Week 1: Staying focused in the heat!


Last summer when Dr. Yousafzai, Dr. Aboud, and I developed an indicator for measuring responsive care, one of our primary goals was to create a universal tool that did not positively bias interactions from western contexts. The work of Mesman et al., 2018 draws attention to the fact that the bulk of research on sensitive responsiveness has been carried out on parents in western countries in urban areas, with very little work done in non-western rural regions. They argue, based on their work in Mali, the Republic of Congo, and the Philippines, that sensitive responsiveness is observed in non-Western contexts, but it often looks different.

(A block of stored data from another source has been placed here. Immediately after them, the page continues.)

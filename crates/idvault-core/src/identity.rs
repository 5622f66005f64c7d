//! Identity context.
//!
//! Each identity owns an Ed25519 keypair. The full record (public fields,
//! secret key, optional network binding) is one encrypted store entry under
//! `identity/<uuid>`, so creating or binding an identity is a single write:
//! network resolution happens first, with no store side effects, and the
//! record is committed only once it succeeds.

use std::collections::HashMap;
use std::fmt;
use std::str::FromStr;
use std::sync::Arc;

use base64::{engine::general_purpose, Engine as _};
use chrono::{DateTime, Utc};
use ed25519_dalek::{Signature, Signer, SigningKey, VerifyingKey};
use serde::{Deserialize, Serialize};
use tracing::{info, warn};
use uuid::Uuid;
use zeroize::{Zeroize, Zeroizing};

use crate::crypto::{fingerprint, generate_signing_key};
use crate::error::{HookError, IdentityError, NetworkError, StoreError};
use crate::hooks::{Hook, Hooks, Module};
use crate::network::{resolve_with_timeout, IdentitySeed, NetworkBinding, NetworkConfig, NetworkHandle};
use crate::store::Store;

pub const IDENTITY_PREFIX: &str = "identity/";

pub const HOOK_NEW_IDENTITY: &str = "NEW_IDENTITY";
pub const HOOK_IDENTITY_UPDATED: &str = "IDENTITY_UPDATED";
pub const HOOK_IDENTITY_BOUND: &str = "IDENTITY_BOUND";
pub const HOOK_IDENTITY_REMOVED: &str = "IDENTITY_REMOVED";

#[derive(Debug, Clone, Copy, PartialEq, Eq, Hash, PartialOrd, Ord, Serialize, Deserialize)]
#[serde(transparent)]
pub struct IdentityId(Uuid);

impl IdentityId {
    pub fn new() -> Self {
        Self(Uuid::new_v4())
    }

    fn store_key(&self) -> String {
        format!("{IDENTITY_PREFIX}{}", self.0)
    }
}

impl Default for IdentityId {
    fn default() -> Self {
        Self::new()
    }
}

impl fmt::Display for IdentityId {
    fn fmt(&self, f: &mut fmt::Formatter<'_>) -> fmt::Result {
        self.0.fmt(f)
    }
}

impl FromStr for IdentityId {
    type Err = uuid::Error;

    fn from_str(s: &str) -> Result<Self, Self::Err> {
        Ok(Self(Uuid::parse_str(s)?))
    }
}

#[derive(Debug, Clone, PartialEq, Eq, Serialize, Deserialize)]
pub struct Identity {
    pub id: IdentityId,
    #[serde(default)]
    pub username: Option<String>,
    #[serde(default)]
    pub status_message: Option<String>,
    /// Ed25519 public key, standard base64.
    pub public_key: String,
    pub fingerprint: String,
    #[serde(default)]
    pub network_binding: Option<NetworkHandle>,
    pub created_at: DateTime<Utc>,
    pub updated_at: DateTime<Utc>,
}

impl Identity {
    pub fn verifying_key(&self) -> Result<VerifyingKey, IdentityError> {
        let bytes = general_purpose::STANDARD
            .decode(&self.public_key)
            .map_err(|e| IdentityError::InvalidRecord(format!("decode public key: {e}")))?;
        let bytes: [u8; 32] = bytes
            .try_into()
            .map_err(|_| IdentityError::InvalidRecord("public key length invalid".into()))?;
        VerifyingKey::from_bytes(&bytes)
            .map_err(|e| IdentityError::InvalidRecord(format!("load public key: {e}")))
    }

    /// Check a signature made by this identity's key.
    pub fn verify(&self, message: &[u8], signature: &Signature) -> bool {
        self.verifying_key()
            .map(|key| key.verify_strict(message, signature).is_ok())
            .unwrap_or(false)
    }

    pub fn is_bound(&self) -> bool {
        self.network_binding.is_some()
    }
}

#[derive(Debug, Clone, Default)]
pub struct CreateOptions {
    pub username: Option<String>,
    /// `None` creates a local-only identity.
    pub network_binding: Option<NetworkConfig>,
}

/// Fields left as `None` are not changed.
#[derive(Debug, Clone, Default)]
pub struct IdentityUpdate {
    pub username: Option<String>,
    pub status_message: Option<String>,
}

#[derive(Serialize, Deserialize)]
struct IdentityRecord {
    identity: Identity,
    secret_key: String,
}

impl IdentityRecord {
    fn new(identity: Identity, key: &SigningKey) -> Self {
        let secret = Zeroizing::new(key.to_bytes());
        Self {
            identity,
            secret_key: general_purpose::STANDARD.encode(secret.as_slice()),
        }
    }

    fn signing_key(&self) -> Result<SigningKey, IdentityError> {
        let bytes = Zeroizing::new(
            general_purpose::STANDARD
                .decode(&self.secret_key)
                .map_err(|e| IdentityError::InvalidRecord(format!("decode secret key: {e}")))?,
        );
        if bytes.len() != 32 {
            return Err(IdentityError::InvalidRecord("secret key length invalid".into()));
        }
        let mut secret = Zeroizing::new([0u8; 32]);
        secret.copy_from_slice(&bytes);
        Ok(SigningKey::from_bytes(&secret))
    }
}

impl Drop for IdentityRecord {
    fn drop(&mut self) {
        self.secret_key.zeroize();
    }
}

/// Identity operations against an unlocked [`Store`].
///
/// The context holds a clone of the store handle, so the caller can keep
/// using its own handle; both share one session.
pub struct IdentityContext {
    store: Store,
    bindings: HashMap<String, Arc<dyn NetworkBinding>>,
    hooks: Hooks,
}

impl IdentityContext {
    pub fn new(store: Store) -> Result<Self, IdentityError> {
        if !store.is_unlocked() {
            return Err(IdentityError::StoreLocked);
        }
        let mut hooks = Hooks::default();
        for name in [
            HOOK_NEW_IDENTITY,
            HOOK_IDENTITY_UPDATED,
            HOOK_IDENTITY_BOUND,
            HOOK_IDENTITY_REMOVED,
        ] {
            hooks.create(name, Module::Accounts)?;
        }
        Ok(Self {
            store,
            bindings: HashMap::new(),
            hooks,
        })
    }

    pub fn store(&self) -> &Store {
        &self.store
    }

    /// Use `binding` for every [`NetworkConfig`] whose name matches
    /// [`NetworkBinding::network`], instead of the default adapter.
    pub fn register_binding(&mut self, binding: Arc<dyn NetworkBinding>) {
        self.bindings.insert(binding.network().to_string(), binding);
    }

    pub fn hooks(&self) -> &Hooks {
        &self.hooks
    }

    pub fn subscribe<F>(&mut self, name: &str, callback: F) -> Result<(), HookError>
    where
        F: Fn(&Hook, &serde_json::Value) + Send + Sync + 'static,
    {
        self.hooks.subscribe(Hook::new(name, Module::Accounts), callback)
    }

    pub async fn create_identity(&self, options: CreateOptions) -> Result<IdentityId, IdentityError> {
        self.ensure_unlocked()?;
        let id = IdentityId::new();
        let signing_key = generate_signing_key();
        let public_key = signing_key.verifying_key().to_bytes();

        let network_binding = match &options.network_binding {
            Some(config) => Some(self.resolve(id, public_key, config).await?),
            None => None,
        };

        let now = Utc::now();
        let identity = Identity {
            id,
            username: options.username,
            status_message: None,
            public_key: general_purpose::STANDARD.encode(public_key),
            fingerprint: fingerprint(&public_key),
            network_binding,
            created_at: now,
            updated_at: now,
        };
        let record = IdentityRecord::new(identity, &signing_key);
        self.write_record(&record)?;

        let network = record.identity.network_binding.as_ref().map(|h| h.network.clone());
        info!(id = %id, network = ?network, "identity created");
        self.trigger(
            HOOK_NEW_IDENTITY,
            serde_json::json!({
                "id": id.to_string(),
                "username": record.identity.username,
                "network": network,
            }),
        );
        Ok(id)
    }

    pub fn get_identity(&self, id: IdentityId) -> Result<Identity, IdentityError> {
        Ok(self.read_record(id)?.identity.clone())
    }

    /// All identities, oldest first.
    pub fn list_identities(&self) -> Result<Vec<Identity>, IdentityError> {
        let mut out = Vec::new();
        for key in self.store.keys_with_prefix(IDENTITY_PREFIX)? {
            let bytes = self.store.get(&key)?;
            let record: IdentityRecord = serde_json::from_slice(&bytes)?;
            out.push(record.identity.clone());
        }
        out.sort_by(|a, b| a.created_at.cmp(&b.created_at).then(a.id.cmp(&b.id)));
        Ok(out)
    }

    pub fn update_identity(
        &self,
        id: IdentityId,
        update: IdentityUpdate,
    ) -> Result<Identity, IdentityError> {
        let mut record = self.read_record(id)?;
        if let Some(username) = update.username {
            record.identity.username = Some(username);
        }
        if let Some(status) = update.status_message {
            record.identity.status_message = Some(status);
        }
        record.identity.updated_at = Utc::now();
        self.write_record(&record)?;
        self.trigger(
            HOOK_IDENTITY_UPDATED,
            serde_json::json!({ "id": id.to_string() }),
        );
        Ok(record.identity.clone())
    }

    /// Bind an existing local identity to a network. Same commit discipline
    /// as creation: the record changes only if resolution succeeds.
    pub async fn bind_identity(
        &self,
        id: IdentityId,
        config: &NetworkConfig,
    ) -> Result<NetworkHandle, IdentityError> {
        let record = self.read_record(id)?;
        if let Some(existing) = &record.identity.network_binding {
            return Err(IdentityError::AlreadyBound(id, existing.network.clone()));
        }
        let public_key = record.identity.verifying_key()?.to_bytes();
        let handle = self.resolve(id, public_key, config).await?;

        // re-read so a concurrent update is not overwritten
        let mut record = self.read_record(id)?;
        if let Some(existing) = &record.identity.network_binding {
            return Err(IdentityError::AlreadyBound(id, existing.network.clone()));
        }
        record.identity.network_binding = Some(handle.clone());
        record.identity.updated_at = Utc::now();
        self.write_record(&record)?;
        info!(id = %id, network = %handle.network, "identity bound");
        self.trigger(
            HOOK_IDENTITY_BOUND,
            serde_json::json!({ "id": id.to_string(), "network": handle.network, "address": handle.address }),
        );
        Ok(handle)
    }

    pub fn remove_identity(&self, id: IdentityId) -> Result<(), IdentityError> {
        self.ensure_unlocked()?;
        if !self.store.remove(&id.store_key())? {
            return Err(IdentityError::NotFound(id));
        }
        self.trigger(
            HOOK_IDENTITY_REMOVED,
            serde_json::json!({ "id": id.to_string() }),
        );
        Ok(())
    }

    pub fn sign(&self, id: IdentityId, message: &[u8]) -> Result<Signature, IdentityError> {
        let key = self.read_record(id)?.signing_key()?;
        Ok(key.sign(message))
    }

    fn ensure_unlocked(&self) -> Result<(), IdentityError> {
        if self.store.is_unlocked() {
            Ok(())
        } else {
            Err(IdentityError::StoreLocked)
        }
    }

    fn binding_for(&self, config: &NetworkConfig) -> Result<Arc<dyn NetworkBinding>, NetworkError> {
        match self.bindings.get(config.name()) {
            Some(binding) => Ok(binding.clone()),
            None => config.connect(),
        }
    }

    async fn resolve(
        &self,
        id: IdentityId,
        public_key: [u8; 32],
        config: &NetworkConfig,
    ) -> Result<NetworkHandle, IdentityError> {
        let binding = self.binding_for(config)?;
        let seed = IdentitySeed { id, public_key };
        resolve_with_timeout(binding.as_ref(), &seed, config.timeout())
            .await
            .map_err(|e| {
                warn!(id = %id, network = config.name(), error = %e, "network binding failed");
                IdentityError::from(e)
            })
    }

    fn read_record(&self, id: IdentityId) -> Result<IdentityRecord, IdentityError> {
        let bytes = self.store.get(&id.store_key()).map_err(|e| match e {
            StoreError::NotFound(_) => IdentityError::NotFound(id),
            other => other.into(),
        })?;
        let record: IdentityRecord = serde_json::from_slice(&bytes)?;
        if record.identity.id != id {
            return Err(IdentityError::InvalidRecord(format!(
                "record for {id} carries id {}",
                record.identity.id
            )));
        }
        Ok(record)
    }

    fn write_record(&self, record: &IdentityRecord) -> Result<(), IdentityError> {
        let bytes = Zeroizing::new(serde_json::to_vec(record)?);
        self.store.set(&record.identity.id.store_key(), &bytes)?;
        Ok(())
    }

    fn trigger(&self, name: &str, data: serde_json::Value) {
        self.hooks.trigger(Hook::new(name, Module::Accounts), &data);
    }
}

impl fmt::Debug for IdentityContext {
    fn fmt(&self, f: &mut fmt::Formatter<'_>) -> fmt::Result {
        f.debug_struct("IdentityContext")
            .field("store", &self.store)
            .field("bindings", &self.bindings.keys().collect::<Vec<_>>())
            .field("hooks", &self.hooks)
            .finish()
    }
}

Therefore, if we fail to acknowledge that the Western conceptualization of responsiveness (which often has an extraverted focus, with more positive affect and vocal exchanges) does not apply to all instances of responsive behavior, then we likely will discredit a range of subtle, and more physical responsive interactions that are more common in non-Western settings. As such, in the validation process of our responsive care tool,

a strong qualitative component was necessary. Our tool has the three main domains (responsive interactions, non-responsive interactions, and negative interactions) which we expect to be consistent across contexts, but the examples we provide on the tool will be very context specific. On Sunday, Saima kicked off the qualitative work and held individual in-depth interviews with a subset of purposively sampled women in order to understand how responsiveness is conceptualized in this context. After transcribing and translating the interviews, Saima and I discussed the findings, and updated the examples on our tool accordingly. On Monday, Saima and I co-led the first training on how to use the tool. The training was very interactive and hands-on, and was composed of about 25% didactic instruction, and 75% learning through doing. Our RA's, who are very well versed in ECD work, were quick learners of the new tool. Tomorrow we are excited to start our first day of field testing to see how this tool works in the real world and to figure out what needs to be adapted before we begin piloting! We are excited to continue this work!